—¡Nos hacía falta! —dijeron los jefes de los Sisitas.
—¡Y cuando mis asuntos iban de mal en peor, bebíamos orines de mulas y comíamos las correas de nuestras sandalias; cuando yo quería que cada brizna de hierba fuera un soldado y formar batallones con la podredumbre de los muertos, me quitasteis el resto de mis bajeles!
—¡No podíamos arriesgarlo todo! —respondió Baat-Baal, dueño de minas de oro en la Getulia Daritiana.
—¿Qué hacíais aquí, en Cartago, en vuestras casas, al amparo de las murallas? Había galos en el Eridano, que convenía empujar; cananeos en Cirene, que hubieran venido, y mientras los romanos enviaban embajadores a Tolomeo...

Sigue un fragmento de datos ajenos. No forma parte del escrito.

// src/error.rs
//! Domain error taxonomy. Plumbing (file IO, CLI) stays on `anyhow`.

use thiserror::Error;

/// Errors raised inside a source adapter. They never cross the adapter
/// boundary as errors: `SourceFetch::from_result` turns them into a `Failure`.
#[derive(Debug, Error)]
pub enum SourceError {
    /// Network, HTTP status, rate limit or timeout.
    #[error("fetch failed: {0}")]
    Fetch(String),

    /// Payload could not be parsed into listings.
    #[error("parse failed: {0}")]
    Parse(String),
}

impl From<reqwest::Error> for SourceError {
    fn from(err: reqwest::Error) -> Self {
        SourceError::Fetch(err.to_string())
    }
}

impl From<serde_json::Error> for SourceError {
    fn from(err: serde_json::Error) -> Self {
        SourceError::Parse(err.to_string())
    }
}

impl From<quick_xml::DeError> for SourceError {
    fn from(err: quick_xml::DeError) -> Self {
        SourceError::Parse(err.to_string())
    }
}

/// Fatal configuration problem. Carries every problem found, not just the first.
#[derive(Debug, Error)]
#[error("invalid scoring config: {}", .problems.join("; "))]
pub struct ConfigValidationError {
    pub problems: Vec<String>,
}

impl ConfigValidationError {
    pub fn single(problem: impl Into<String>) -> Self {
        Self {
            problems: vec![problem.into()],
        }
    }
}

/// A merge tried to replace a populated field with a different value.
/// Non-fatal: the first value is kept and the anomaly is surfaced for review.
#[derive(Debug, Clone, PartialEq, Eq, Error)]
#[error("dedup anomaly on {listing_id}: field `{field}` kept {kept:?}, {source_name} reported {incoming:?}")]
pub struct DeduplicationAnomaly {
    pub listing_id: String,
    pub field: &'static str,
    pub kept: String,
    pub incoming: String,
    pub source_name: String,
}

#[derive(Debug, Error)]
pub enum ScanError {
    #[error("scan cancelled before publication")]
    Cancelled,
}

#[cfg(test)]
mod tests {
    use super::*;

    #[test]
    fn config_error_lists_all_problems() {
        let e = ConfigValidationError {
            problems: vec!["weights sum to 0.95".into(), "unknown dimension `foo`".into()],
        };
        let msg = e.to_string();
        assert!(msg.contains("0.95"));
        assert!(msg.contains("`foo`"));
    }
}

—¡Ahora le da por alabar a los romanos!... ¿Cuánto te han dado para que los defiendas?
—¡Preguntádselo a las llanuras del Brucio, a las ruinas de Locres, de Metaponto y de Heraclea! Yo he incendiado todos sus árboles, he saqueado sus templos y matado hasta a los nietos de sus nietos...
—¡Eh! ¡Tú declamas como un retórico! —dijo Kapuras (comerciante muy ilustrado)—. ¿Qué es lo que quieres?
—Digo que hay que ser más ingenioso o más terrible. Si el África entera rechaza vuestro yugo, es que sois unos amos débiles que no sabéis uncirlo a su cerviz. Agatocles, Régulo, Cepio, todos los hombres atrevidos, no tienen más que desembarcar para tomarla; y cuando los libios que están en el Oriente se entiendan con los númidas que están en el Occidente, y los nómadas vengan del Sur y los romanos del Norte...
Un grito de horror se alzó.
—¡Oh, entonces os golpearéis el pecho, os revolcaréis en el polvo y rasgaréis vuestros mantos! ¡No importa! Habrá que ir a dar vuelta a la muela en la Suburra y vendimiar en las colinas del Lacio.